**PROBLEM DESCRIPTION**. What to return is the tail of the data, from the line that contains "condition was met." down to the last line, copied exactly.

**RECORDS PROVIDED**.
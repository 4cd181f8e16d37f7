//! Time source abstraction.
//!
//! Every wait in the driver goes through a [`Clock`]: bounded polling sleeps
//! between register reads, and pin setup performs one fixed settle delay.
//! Hosted tests substitute a clock whose time only moves when slept on.

/// Monotonic time plus the two kinds of delay the driver needs.
pub trait Clock: Send + Sync {
    /// Microseconds from an arbitrary fixed origin. Never decreases.
    fn now_us(&self) -> u64;

    /// Sleep for at least `min_us` and preferably no more than `max_us`.
    ///
    /// Used between polls of a status bit. Implementations with a scheduler
    /// should yield the core here.
    fn sleep_us(&self, min_us: u32, max_us: u32);

    /// Fixed, non-cancellable hardware settle delay of roughly `cycles` CPU
    /// cycles. This is electrical timing, not a poll.
    fn settle(&self, cycles: u32);
}

impl<C: Clock + ?Sized> Clock for &C {
    fn now_us(&self) -> u64 {
        (**self).now_us()
    }

    fn sleep_us(&self, min_us: u32, max_us: u32) {
        (**self).sleep_us(min_us, max_us)
    }

    fn settle(&self, cycles: u32) {
        (**self).settle(cycles)
    }
}

/// Sleep bounds for one polling step, in microseconds.
#[derive(Debug, Copy, Clone, PartialEq, Eq)]
pub struct PollStep {
    pub min_us: u32,
    pub max_us: u32,
}

impl PollStep {
    pub const fn new(min_us: u32, max_us: u32) -> Self {
        Self { min_us, max_us }
    }
}

/// Poll `ready` until it reports true or `timeout_us` has elapsed.
///
/// The condition is checked before the first sleep and after every sleep, so
/// an already-satisfied condition costs no delay. Returns whether the
/// condition was met.
pub fn wait_until<C: Clock + ?Sized>(
    clock: &C,
    timeout_us: u64,
    step: PollStep,
    mut ready: impl FnMut() -> bool,
) -> bool {
    let start = clock.now_us();
    loop {
        if ready() {
            return true;
        }
        if clock.now_us().saturating_sub(start) >= timeout_us {
            return false;
        }
        clock.sleep_us(step.min_us, step.max_us);
    }
}

#[cfg(test)]
mod tests {
    use super::*;
    use crate::sim::ManualClock;

    #[test]
    fn ready_condition_costs_no_sleep() {
        let clock = ManualClock::new();
        assert!(wait_until(&clock, 10_000, PollStep::new(1, 2), || true));
        assert_eq!(clock.sleeps(), 0);
    }

    #[test]
    fn gives_up_at_the_deadline() {
        let clock = ManualClock::new();
        assert!(!wait_until(&clock, 10_000, PollStep::new(1, 2), || false));
        assert_eq!(clock.now_us(), 10_000);
        assert_eq!(clock.sleeps(), 10_000);
    }

    #[test]
    fn stops_as_soon_as_condition_holds() {
        let clock = ManualClock::new();
        let mut polls = 0;
        let met = wait_until(&clock, 1_000_000, PollStep::new(1000, 1500), || {
            polls += 1;
            polls == 4
        });
        assert!(met);
        assert_eq!(clock.now_us(), 3000);
    }
}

**THE COMPLETED TASK**.
/// condition was met.
pub fn wait_until<C: Clock + ?Sized>(
    clock: &C,
    timeout_us: u64,
    step: PollStep,
    mut ready: impl FnMut() -> bool,
) -> bool {
    let start = clock.now_us();
    loop {
        if ready() {
            return true;
        }
        if clock.now_us().saturating_sub(start) >= timeout_us {
            return false;
        }
        clock.sleep_us(step.min_us, step.max_us);
    }
}

#[cfg(test)]
mod tests {
    use super::*;
    use crate::sim::ManualClock;

    #[test]
    fn ready_condition_costs_no_sleep() {
        let clock = ManualClock::new();
        assert!(wait_until(&clock, 10_000, PollStep::new(1, 2), || true));
        assert_eq!(clock.sleeps(), 0);
    }

    #[test]
    fn gives_up_at_the_deadline() {
        let clock = ManualClock::new();
        assert!(!wait_until(&clock, 10_000, PollStep::new(1, 2), || false));
        assert_eq!(clock.now_us(), 10_000);
        assert_eq!(clock.sleeps(), 10_000);
    }

    #[test]
    fn stops_as_soon_as_condition_holds() {
        let clock = ManualClock::new();
        let mut polls = 0;
        let met = wait_until(&clock, 1_000_000, PollStep::new(1000, 1500), || {
            polls += 1;
            polls == 4
        });
        assert!(met);
        assert_eq!(clock.now_us(), 3000);
    }
}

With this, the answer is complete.